EXERCISE REQUIREMENTS:
Scan the entries below for the word "join". Copy out every line in which it occurs.

DATASET CONTENT:
use serde::{Deserialize, Serialize};
use std::fs;
use std::path::Path;
use std::time::Duration;

use crate::error::{Error, Result};

/// Upper bound on a single hosting API request.
pub const MAX_REQUEST_TIMEOUT_SECS: u64 = 15;

/// Tunables for the supervisor. Every field has a built-in default, so an
/// empty `{}` config file is valid.
#[derive(Debug, Clone, PartialEq, Eq, Serialize, Deserialize)]
#[serde(deny_unknown_fields)]
pub struct SupervisorConfig {
    #[serde(default = "default_poll_interval_secs")]
    pub poll_interval_secs: u64,

    #[serde(default = "default_retry_delay_secs")]
    pub retry_delay_secs: u64,

    /// Pause after a group kill so the OS can release the ports the old
    /// tree held.
    #[serde(default = "default_port_release_pause_ms")]
    pub port_release_pause_ms: u64,

    #[serde(default = "default_request_timeout_secs")]
    pub request_timeout_secs: u64,

    /// Hosting API base URL. Derived from the origin remote when unset.
    #[serde(default, skip_serializing_if = "Option::is_none")]
    pub api_url: Option<String>,

    #[serde(default = "default_shell")]
    pub shell: String,
}

impl Default for SupervisorConfig {
    fn default() -> Self {
        Self {
            poll_interval_secs: default_poll_interval_secs(),
            retry_delay_secs: default_retry_delay_secs(),
            port_release_pause_ms: default_port_release_pause_ms(),
            request_timeout_secs: default_request_timeout_secs(),
            api_url: None,
            shell: default_shell(),
        }
    }
}

impl SupervisorConfig {
    pub fn poll_interval(&self) -> Duration {
        Duration::from_secs(self.poll_interval_secs)
    }

    pub fn retry_delay(&self) -> Duration {
        Duration::from_secs(self.retry_delay_secs)
    }

    pub fn port_release_pause(&self) -> Duration {
        Duration::from_millis(self.port_release_pause_ms)
    }

    pub fn request_timeout(&self) -> Duration {
        Duration::from_secs(self.request_timeout_secs)
    }

    /// Reject values the supervisor cannot run with.
    pub fn validate(&self) -> Result<()> {
        if self.poll_interval_secs == 0 {
            return Err(Error::config_invalid_value(
                "poll_interval_secs",
                Some("0".to_string()),
                "must be at least 1 second",
            ));
        }
        if self.retry_delay_secs == 0 {
            return Err(Error::config_invalid_value(
                "retry_delay_secs",
                Some("0".to_string()),
                "must be at least 1 second",
            ));
        }
        if self.request_timeout_secs == 0 {
            return Err(Error::config_invalid_value(
                "request_timeout_secs",
                Some("0".to_string()),
                "must be at least 1 second",
            ));
        }
        if self.request_timeout_secs > MAX_REQUEST_TIMEOUT_SECS {
            return Err(Error::config_invalid_value(
                "request_timeout_secs",
                Some(self.request_timeout_secs.to_string()),
                "must be at most 15 seconds",
            ));
        }
        if self.shell.trim().is_empty() {
            return Err(Error::config_invalid_value(
                "shell",
                Some(self.shell.clone()),
                "must name a shell binary",
            ));
        }
        if let Some(url) = &self.api_url {
            if !url.starts_with("https://") && !url.starts_with("http://") {
                return Err(Error::config_invalid_value(
                    "api_url",
                    Some(url.clone()),
                    "must be an http(s) URL",
                ));
            }
        }
        Ok(())
    }
}

// =============================================================================
// Default value functions
// =============================================================================

fn default_poll_interval_secs() -> u64 {
    5
}

fn default_retry_delay_secs() -> u64 {
    10
}

fn default_port_release_pause_ms() -> u64 {
    2000
}

fn default_request_timeout_secs() -> u64 {
    15
}

fn default_shell() -> String {
    "sh".to_string()
}

// =============================================================================
// Loading functions
// =============================================================================

/// Load config from an optional JSON file. Without a path the built-in
/// defaults apply. A named file that is missing or invalid is an error.
pub fn load_config(path: Option<&Path>) -> Result<SupervisorConfig> {
    let config = match path {
        Some(path) => load_config_from_file(path)?,
        None => SupervisorConfig::default(),
    };
    config.validate()?;
    Ok(config)
}

fn load_config_from_file(path: &Path) -> Result<SupervisorConfig> {
    let content = fs::read_to_string(path).map_err(|e| {
        Error::internal_io(e.to_string(), Some(format!("read {}", path.display())))
    })?;

    serde_json::from_str(&content)
        .map_err(|e| Error::config_invalid_json(path.display().to_string(), e))
}

#[cfg(test)]
mod tests {
    use super::*;
    use crate::error::ErrorCode;
    use std::io::Write;

    fn write_config(content: &str) -> tempfile::NamedTempFile {
        let mut file = tempfile::NamedTempFile::new().unwrap();
        file.write_all(content.as_bytes()).unwrap();
        file
    }

    #[test]
    fn defaults_match_documented_values() {
        let config = load_config(None).unwrap();
        assert_eq!(config.poll_interval(), Duration::from_secs(5));
        assert_eq!(config.retry_delay(), Duration::from_secs(10));
        assert_eq!(config.port_release_pause(), Duration::from_secs(2));
        assert_eq!(config.request_timeout(), Duration::from_secs(15));
        assert_eq!(config.shell, "sh");
        assert!(config.api_url.is_none());
    }

    #[test]
    fn empty_object_uses_defaults() {
        let file = write_config("{}");
        let config = load_config(Some(file.path())).unwrap();
        assert_eq!(config, SupervisorConfig::default());
    }

    #[test]
    fn partial_file_overrides_only_named_keys() {
        let file = write_config(r#"{"retry_delay_secs": 3, "api_url": "https://ghe.local/api/v3"}"#);
        let config = load_config(Some(file.path())).unwrap();
        assert_eq!(config.retry_delay_secs, 3);
        assert_eq!(config.poll_interval_secs, 5);
        assert_eq!(config.api_url.as_deref(), Some("https://ghe.local/api/v3"));
    }

    #[test]
    fn unknown_key_is_invalid_json() {
        let file = write_config(r#"{"poll_every": 3}"#);
        let err = load_config(Some(file.path())).unwrap_err();
        assert_eq!(err.code, ErrorCode::ConfigInvalidJson);
    }

    #[test]
    fn zero_poll_interval_is_rejected() {
        let file = write_config(r#"{"poll_interval_secs": 0}"#);
        let err = load_config(Some(file.path())).unwrap_err();
        assert_eq!(err.code, ErrorCode::ConfigInvalidValue);
        assert_eq!(err.details["key"], "poll_interval_secs");
    }

    #[test]
    fn request_timeout_above_bound_is_rejected() {
        let file = write_config(r#"{"request_timeout_secs": 600}"#);
        let err = load_config(Some(file.path())).unwrap_err();
        assert_eq!(err.code, ErrorCode::ConfigInvalidValue);
        assert_eq!(err.details["key"], "request_timeout_secs");

        let file = write_config(r#"{"request_timeout_secs": 15}"#);
        assert!(load_config(Some(file.path())).is_ok());
    }

    #[test]
    fn non_http_api_url_is_rejected() {
        let config = SupervisorConfig {
            api_url: Some("ftp://example".to_string()),
            ..SupervisorConfig::default()
        };
        assert_eq!(
            config.validate().unwrap_err().code,
            ErrorCode::ConfigInvalidValue
        );
    }

    #[test]
    fn missing_file_is_io_error() {
        let dir = tempfile::tempdir().unwrap();
        let err = load_config(Some(&dir.path().join("absent.json"))).unwrap_err();
        assert_eq!(err.code, ErrorCode::InternalIoError);
    }
}
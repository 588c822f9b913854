mod primitives;
mod remote;

pub use primitives::*;
pub use remote::RepoSlug;

use std::path::PathBuf;

use async_trait::async_trait;
use tokio_util::sync::CancellationToken;

use crate::error::Result;

/// Outcome of a source pull that did not fail.
#[derive(Debug, Clone, Copy, PartialEq, Eq)]
pub enum PullOutcome {
    Updated,
    Cancelled,
}

/// Local version-control collaborator.
#[async_trait]
pub trait Workspace: Send + Sync {
    /// Branch whose tip is tracked on the hosting service.
    async fn current_branch(&self) -> Result<String>;

    /// Repository identity on the hosting service.
    async fn origin(&self) -> Result<RepoSlug>;

    /// Bring the working copy up to date. Cancelling `cancel` aborts the pull.
    async fn pull(&self, cancel: &CancellationToken) -> Result<PullOutcome>;
}

/// Working copy on disk, driven through the `git` binary.
#[derive(Debug, Clone)]
pub struct GitWorkspace {
    dir: PathBuf,
}

impl GitWorkspace {
    pub fn new(dir: impl Into<PathBuf>) -> Self {
        Self { dir: dir.into() }
    }
}

#[async_trait]
impl Workspace for GitWorkspace {
    async fn current_branch(&self) -> Result<String> {
        primitives::current_branch(&self.dir).await
    }

    async fn origin(&self) -> Result<RepoSlug> {
        primitives::origin_slug(&self.dir).await
    }

    async fn pull(&self, cancel: &CancellationToken) -> Result<PullOutcome> {
        if primitives::pull_repo(&self.dir, cancel).await? {
            Ok(PullOutcome::Updated)
        } else {
            Ok(PullOutcome::Cancelled)
        }
    }
}
//! World state for the Robocheck action validator.
//!
//! This crate models what is true about the robot: a set of facts and a
//! numeric battery gauge. It knows nothing about actions; the rules crate
//! reads and mutates these types.
//!
//! # Modules
//!
//! - [`battery`] -- [`BatteryGauge`], a saturating charge percentage.
//! - [`error`] -- Error types for world construction.
//! - [`world_state`] -- [`WorldState`], the set of currently-true facts.

pub mod battery;
pub mod error;
pub mod world_state;

// Re-export primary types at crate root.
pub use battery::{BatteryGauge, FULL_CHARGE};
pub use error::WorldError;
pub use world_state::{INITIAL_FACTS, WorldState};
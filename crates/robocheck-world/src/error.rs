//! Error types for the `robocheck-world` crate.

use robocheck_types::Fact;

/// Errors that can occur when constructing world state.
#[derive(Debug, Clone, PartialEq, Eq, thiserror::Error)]
pub enum WorldError {
    /// Two mutually exclusive facts were supplied together.
    #[error("contradictory facts: {first} and {second} cannot hold at the same time")]
    ContradictoryFacts {
        /// The first fact of the pair.
        first: Fact,
        /// The second fact of the pair.
        second: Fact,
    },

    /// A battery level outside `0..=100` was requested.
    #[error("battery level {0} is out of range (0--100)")]
    BatteryOutOfRange(u32),
}
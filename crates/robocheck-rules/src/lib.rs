//! Rule engine for the Robocheck action validator.
//!
//! Given an action identifier, the engine checks that the action is
//! registered, that every precondition fact holds in the world, and only
//! then applies the action's transition rule. The three outcomes are plain
//! values ([`ValidationStatus`]); nothing here returns an error.
//!
//! ```text
//! caller --> registry --> preconditions --> transitions --> status
//!                              |                 |
//!                              +--- WorldState --+
//! ```
//!
//! # Modules
//!
//! - [`costs`] -- Battery drain per successful action.
//! - [`preconditions`] -- Action -> ordered required facts.
//! - [`registry`] -- The closed set of known actions.
//! - [`shared`] -- [`SharedValidator`], mutex-serialized access.
//! - [`transitions`] -- Effects applied after a successful check.
//! - [`validation`] -- The two-stage check pipeline.
//! - [`validator`] -- [`Validator`], the entry point owning a world.
//!
//! [`ValidationStatus`]: robocheck_types::ValidationStatus

pub mod costs;
pub mod preconditions;
pub mod registry;
pub mod shared;
pub mod transitions;
pub mod validation;
pub mod validator;

// Re-export primary types at crate root.
pub use costs::battery_drain;
pub use preconditions::{first_unmet, missing_preconditions, preconditions_of};
pub use registry::{CatalogEntry, catalog, is_known, resolve};
pub use shared::SharedValidator;
pub use transitions::{TransitionRule, apply_transition};
pub use validation::{Rejection, check_action};
pub use validator::{ValidationOutcome, Validator};
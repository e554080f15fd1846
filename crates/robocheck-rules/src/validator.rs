//! The validator: check an action, then apply its effects.
//!
//! [`Validator`] owns one [`WorldState`]. Each call to
//! [`Validator::validate`] runs the pipeline in [`crate::validation`] and,
//! only if every stage passes, applies the transition rule before returning.
//! Rejected calls never touch the world.

use robocheck_types::{ActionType, Fact, ValidationStatus};
use robocheck_world::WorldState;
use tracing::debug;

use crate::transitions;
use crate::validation::{self, Rejection};

/// Detailed result of one validation.
#[derive(Debug, Clone, Copy, PartialEq, Eq)]
pub enum ValidationOutcome {
    /// The action passed and its effects were applied.
    Applied(ActionType),
    /// The action is known but `fact` (the first absent one) blocked it.
    PreconditionFailed {
        /// The rejected action.
        action: ActionType,
        /// The first absent precondition in table order.
        fact: Fact,
    },
    /// The identifier is not a registered action.
    InvalidAction,
}

impl ValidationOutcome {
    /// Project onto the three caller-visible status tags.
    pub const fn status(self) -> ValidationStatus {
        match self {
            Self::Applied(_) => ValidationStatus::Valid,
            Self::PreconditionFailed { .. } => ValidationStatus::PreconditionFailed,
            Self::InvalidAction => ValidationStatus::InvalidAction,
        }
    }

    /// The resolved action, if the identifier was known.
    pub const fn action(self) -> Option<ActionType> {
        match self {
            Self::Applied(action) | Self::PreconditionFailed { action, .. } => Some(action),
            Self::InvalidAction => None,
        }
    }
}

impl From<Rejection> for ValidationOutcome {
    fn from(rejection: Rejection) -> Self {
        match rejection {
            Rejection::UnknownAction => Self::InvalidAction,
            Rejection::MissingPrecondition { action, fact } => {
                Self::PreconditionFailed { action, fact }
            }
        }
    }
}

/// Validates actions against, and applies them to, an owned world.
#[derive(Debug, Clone, Default)]
pub struct Validator {
    world: WorldState,
    starting_world: WorldState,
}

impl Validator {
    /// A validator over a fresh world holding the initial facts.
    pub fn new() -> Self {
        Self::with_world(WorldState::new())
    }

    /// A validator over the given world. [`Validator::reset`] returns here.
    pub fn with_world(world: WorldState) -> Self {
        Self {
            starting_world: world.clone(),
            world,
        }
    }

    /// Validate `action` and apply it if permitted.
    pub fn validate(&mut self, action: &str) -> ValidationStatus {
        self.validate_detailed(action).status()
    }

    /// Like [`Validator::validate`], but also reports which fact blocked a
    /// rejected action.
    pub fn validate_detailed(&mut self, action: &str) -> ValidationOutcome {
        let outcome = match validation::check_action(action, &self.world) {
            Ok(action_type) => {
                transitions::apply_transition(action_type, &mut self.world);
                ValidationOutcome::Applied(action_type)
            }
            Err(rejection) => ValidationOutcome::from(rejection),
        };

        match outcome {
            ValidationOutcome::PreconditionFailed { fact, .. } => {
                debug!(action, status = %outcome.status(), missing = %fact, "Action validated");
            }
            ValidationOutcome::Applied(_) | ValidationOutcome::InvalidAction => {
                debug!(action, status = %outcome.status(), "Action validated");
            }
        }

        outcome
    }

    /// Read-only view of the world.
    pub const fn world(&self) -> &WorldState {
        &self.world
    }

    /// Consume the validator, returning its world.
    pub fn into_world(self) -> WorldState {
        self.world
    }

    /// Restore the world this validator was built with.
    pub fn reset(&mut self) {
        self.world.clone_from(&self.starting_world);
    }
}
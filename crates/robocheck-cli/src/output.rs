//! Plain-text rendering for terminal output.

use std::fmt::Write as _;

use robocheck_rules::CatalogEntry;
use robocheck_types::VerificationReport;

/// Render a verification report as a fixed-width table plus summary lines.
pub fn render_report(report: &VerificationReport) -> String {
    let mut out = String::new();
    let _ = writeln!(
        out,
        "{:>4}  {:<14} {:<20} {:>7}  {}",
        "step", "action", "result", "battery", "reason"
    );
    for step in &report.validation {
        let _ = writeln!(
            out,
            "{:>4}  {:<14} {:<20} {:>6}%  {}",
            step.step,
            step.action,
            step.result.as_str(),
            step.battery,
            step.reason
        );
    }
    out.push('\n');
    let _ = writeln!(out, "{}", report.summary);
    let _ = writeln!(out, "Final world state: {}", fact_list(report));
    let _ = writeln!(out, "Battery: {}%", report.final_battery);
    out
}

/// Render the action catalog.
pub fn render_catalog(entries: &[CatalogEntry]) -> String {
    let mut out = String::new();
    let _ = writeln!(out, "{:<14} {:>4}  {}", "action", "cost", "preconditions");
    for entry in entries {
        let required: Vec<&str> = entry.preconditions.iter().map(|fact| fact.as_str()).collect();
        let _ = writeln!(
            out,
            "{:<14} {:>3}%  {}",
            entry.action.as_str(),
            entry.battery_cost,
            required.join(", ")
        );
    }
    out
}

fn fact_list(report: &VerificationReport) -> String {
    if report.final_state.is_empty() {
        return String::from("(none)");
    }
    let names: Vec<&str> = report.final_state.iter().map(|fact| fact.as_str()).collect();
    names.join(", ")
}

#[cfg(test)]
mod tests {
    use robocheck_core::SequenceVerifier;

    use super::*;

    #[test]
    fn report_table_has_one_row_per_step() {
        let report = SequenceVerifier::default().verify_actions(&["poweron", "fly"]);
        let text = render_report(&report);
        assert!(text.contains("poweron"));
        assert!(text.contains("invalid_action"));
        assert!(text.contains("INVALID SEQUENCE"));
        assert!(text.contains("Final world state: powered_on, battery_full, object_detected"));
        assert!(text.contains("Battery: 100%"));
    }

    #[test]
    fn catalog_lists_every_action() {
        let text = render_catalog(&robocheck_rules::catalog());
        assert_eq!(text.lines().count(), 11);
        assert!(text.contains("powered_on, scanned, object_detected"));
    }
}
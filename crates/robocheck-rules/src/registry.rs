//! The closed set of actions the validator recognises.
//!
//! Lookups take raw caller input. Matching is exact: `"PowerOn"` and
//! `" poweron"` are unknown. Normalizing user input is the caller's job.

use robocheck_types::{ActionType, Fact};

use crate::costs;
use crate::preconditions;

/// One row of the action catalog, for listings and diagnostics.
#[derive(Debug, Clone, Copy, PartialEq, Eq)]
pub struct CatalogEntry {
    /// The action.
    pub action: ActionType,
    /// Facts that must hold, in table order.
    pub preconditions: &'static [Fact],
    /// Battery percentage drained when the action succeeds.
    pub battery_cost: u32,
}

/// Resolve a raw identifier to a known action.
pub fn resolve(action: &str) -> Option<ActionType> {
    action.parse().ok()
}

/// Whether `action` names a registered action.
pub fn is_known(action: &str) -> bool {
    resolve(action).is_some()
}

/// All registered actions in catalog order.
pub fn known_actions() -> impl Iterator<Item = ActionType> {
    ActionType::ALL.into_iter()
}

/// The full catalog: every action with its preconditions and cost.
pub fn catalog() -> Vec<CatalogEntry> {
    known_actions()
        .map(|action| CatalogEntry {
            action,
            preconditions: preconditions::preconditions_of(action),
            battery_cost: costs::battery_drain(action),
        })
        .collect()
}
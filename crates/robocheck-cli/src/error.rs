//! Error types for the `robocheck` binary.

/// Top-level error for the CLI.
///
/// Each variant wraps a subsystem error so `run` can propagate with `?`.
#[derive(Debug, thiserror::Error)]
pub enum CliError {
    /// Configuration loading failed.
    #[error("config error: {source}")]
    Config {
        /// The underlying config error.
        #[from]
        source: robocheck_core::ConfigError,
    },

    /// Reading or parsing a sequence failed.
    #[error("sequence error: {source}")]
    Sequence {
        /// The underlying sequence error.
        #[from]
        source: robocheck_core::SequenceError,
    },

    /// The configured world could not be built.
    #[error("world error: {source}")]
    World {
        /// The underlying world error.
        #[from]
        source: robocheck_world::WorldError,
    },

    /// Rendering the report as JSON failed.
    #[error("failed to render report: {source}")]
    Render {
        /// The underlying serialization error.
        #[from]
        source: serde_json::Error,
    },
}
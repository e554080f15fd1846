//! The mutable set of facts currently true about the robot's world.
//!
//! [`WorldState`] stores facts in a [`BTreeSet`], so membership is unique and
//! iteration follows [`Fact`] declaration order. Re-adding a present fact or
//! removing an absent one is a no-op.

use std::collections::BTreeSet;

use robocheck_types::Fact;
use serde::{Deserialize, Serialize};

use crate::error::WorldError;

/// Facts holding when a world is first created.
pub const INITIAL_FACTS: [Fact; 3] = [Fact::PoweredOff, Fact::BatteryFull, Fact::ObjectDetected];

/// Pairs of facts that may never be supplied together at construction.
const EXCLUSIVE_PAIRS: [(Fact, Fact); 1] = [(Fact::PoweredOn, Fact::PoweredOff)];

/// The set of currently-true facts.
///
/// Deserialization goes through [`WorldState::from_facts`], so a document
/// holding both power facts is rejected.
#[derive(Debug, Clone, PartialEq, Eq, Serialize, Deserialize)]
#[serde(try_from = "RawWorldState")]
pub struct WorldState {
    facts: BTreeSet<Fact>,
}

/// Unchecked wire shape of [`WorldState`].
#[derive(Deserialize)]
struct RawWorldState {
    facts: Vec<Fact>,
}

impl TryFrom<RawWorldState> for WorldState {
    type Error = WorldError;

    fn try_from(raw: RawWorldState) -> Result<Self, Self::Error> {
        Self::from_facts(raw.facts)
    }
}

impl WorldState {
    /// Create a world holding [`INITIAL_FACTS`].
    pub fn new() -> Self {
        Self {
            facts: INITIAL_FACTS.into_iter().collect(),
        }
    }

    /// Create a world holding no facts at all.
    pub const fn empty() -> Self {
        Self {
            facts: BTreeSet::new(),
        }
    }

    /// Create a world from an explicit fact list.
    ///
    /// Duplicates collapse. Rejects lists holding both power facts.
    pub fn from_facts<I>(facts: I) -> Result<Self, WorldError>
    where
        I: IntoIterator<Item = Fact>,
    {
        let facts: BTreeSet<Fact> = facts.into_iter().collect();
        for (first, second) in EXCLUSIVE_PAIRS {
            if facts.contains(&first) && facts.contains(&second) {
                return Err(WorldError::ContradictoryFacts { first, second });
            }
        }
        Ok(Self { facts })
    }

    /// Whether `fact` currently holds.
    pub fn holds(&self, fact: Fact) -> bool {
        self.facts.contains(&fact)
    }

    /// Assert `fact`. Returns `true` if it was newly added.
    pub fn assert_fact(&mut self, fact: Fact) -> bool {
        self.facts.insert(fact)
    }

    /// Retract `fact`. Returns `true` if it was present.
    pub fn retract(&mut self, fact: Fact) -> bool {
        self.facts.remove(&fact)
    }

    /// Iterate over the current facts in declaration order.
    pub fn facts(&self) -> impl Iterator<Item = Fact> + '_ {
        self.facts.iter().copied()
    }

    /// Sorted copy of the current facts.
    pub fn snapshot(&self) -> Vec<Fact> {
        self.facts().collect()
    }

    /// Number of facts currently holding.
    pub fn len(&self) -> usize {
        self.facts.len()
    }

    /// Whether no facts hold.
    pub fn is_empty(&self) -> bool {
        self.facts.is_empty()
    }
}

impl Default for WorldState {
    fn default() -> Self {
        Self::new()
    }
}

impl core::fmt::Display for WorldState {
    fn fmt(&self, f: &mut core::fmt::Formatter<'_>) -> core::fmt::Result {
        let mut first = true;
        f.write_str("{")?;
        for fact in &self.facts {
            if !first {
                f.write_str(", ")?;
            }
            f.write_str(fact.as_str())?;
            first = false;
        }
        f.write_str("}")
    }
}

#[cfg(test)]
mod tests {
    use super::*;

    #[test]
    fn new_world_holds_initial_facts() {
        let world = WorldState::new();
        assert_eq!(world.len(), 3);
        assert!(world.holds(Fact::PoweredOff));
        assert!(world.holds(Fact::BatteryFull));
        assert!(world.holds(Fact::ObjectDetected));
        assert!(!world.holds(Fact::PoweredOn));
    }

    #[test]
    fn empty_world_has_no_facts() {
        let world = WorldState::empty();
        assert!(world.is_empty());
        assert_eq!(world.len(), 0);
        assert!(!WorldState::new().is_empty());
    }

    #[test]
    fn asserting_twice_keeps_one_entry() {
        let mut world = WorldState::empty();
        assert!(world.assert_fact(Fact::Scanned));
        assert!(!world.assert_fact(Fact::Scanned));
        assert_eq!(world.len(), 1);
    }

    #[test]
    fn retracting_absent_fact_is_noop() {
        let mut world = WorldState::new();
        let before = world.clone();
        assert!(!world.retract(Fact::HoldingObject));
        assert_eq!(world, before);
    }

    #[test]
    fn from_facts_collapses_duplicates() {
        let world = WorldState::from_facts([Fact::Scanned, Fact::Scanned, Fact::PoweredOn]);
        assert_eq!(world.map(|w| w.len()), Ok(2));
    }

    #[test]
    fn from_facts_rejects_both_power_facts() {
        let result = WorldState::from_facts([Fact::PoweredOff, Fact::PoweredOn]);
        assert_eq!(
            result,
            Err(WorldError::ContradictoryFacts {
                first: Fact::PoweredOn,
                second: Fact::PoweredOff,
            })
        );
    }

    #[test]
    fn battery_pair_is_not_checked_at_construction() {
        let result = WorldState::from_facts([Fact::BatteryFull, Fact::BatteryLow]);
        assert!(result.is_ok());
    }

    #[test]
    fn display_lists_facts_in_declaration_order() {
        let world = WorldState::new();
        assert_eq!(world.to_string(), "{powered_off, battery_full, object_detected}");
    }

    #[test]
    fn serializes_as_fact_list() {
        let json = serde_json::to_string(&WorldState::new()).unwrap_or_default();
        assert_eq!(
            json,
            r#"{"facts":["powered_off","battery_full","object_detected"]}"#
        );
    }

    #[test]
    fn deserializes_consistent_fact_list() {
        let world: Result<WorldState, _> =
            serde_json::from_str(r#"{"facts":["object_detected","powered_off","battery_full"]}"#);
        assert_eq!(world.ok(), Some(WorldState::new()));
    }

    #[test]
    fn deserializing_both_power_facts_is_rejected() {
        let world: Result<WorldState, _> =
            serde_json::from_str(r#"{"facts":["powered_on","powered_off"]}"#);
        let message = world.err().map(|err| err.to_string()).unwrap_or_default();
        assert!(message.contains("contradictory facts"), "{message}");
    }
}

EXERCISE ANSWER:
        let err = load_config(Some(&dir.path().join("absent.json"))).unwrap_err();
            required.join(", ")
    names.join(", ")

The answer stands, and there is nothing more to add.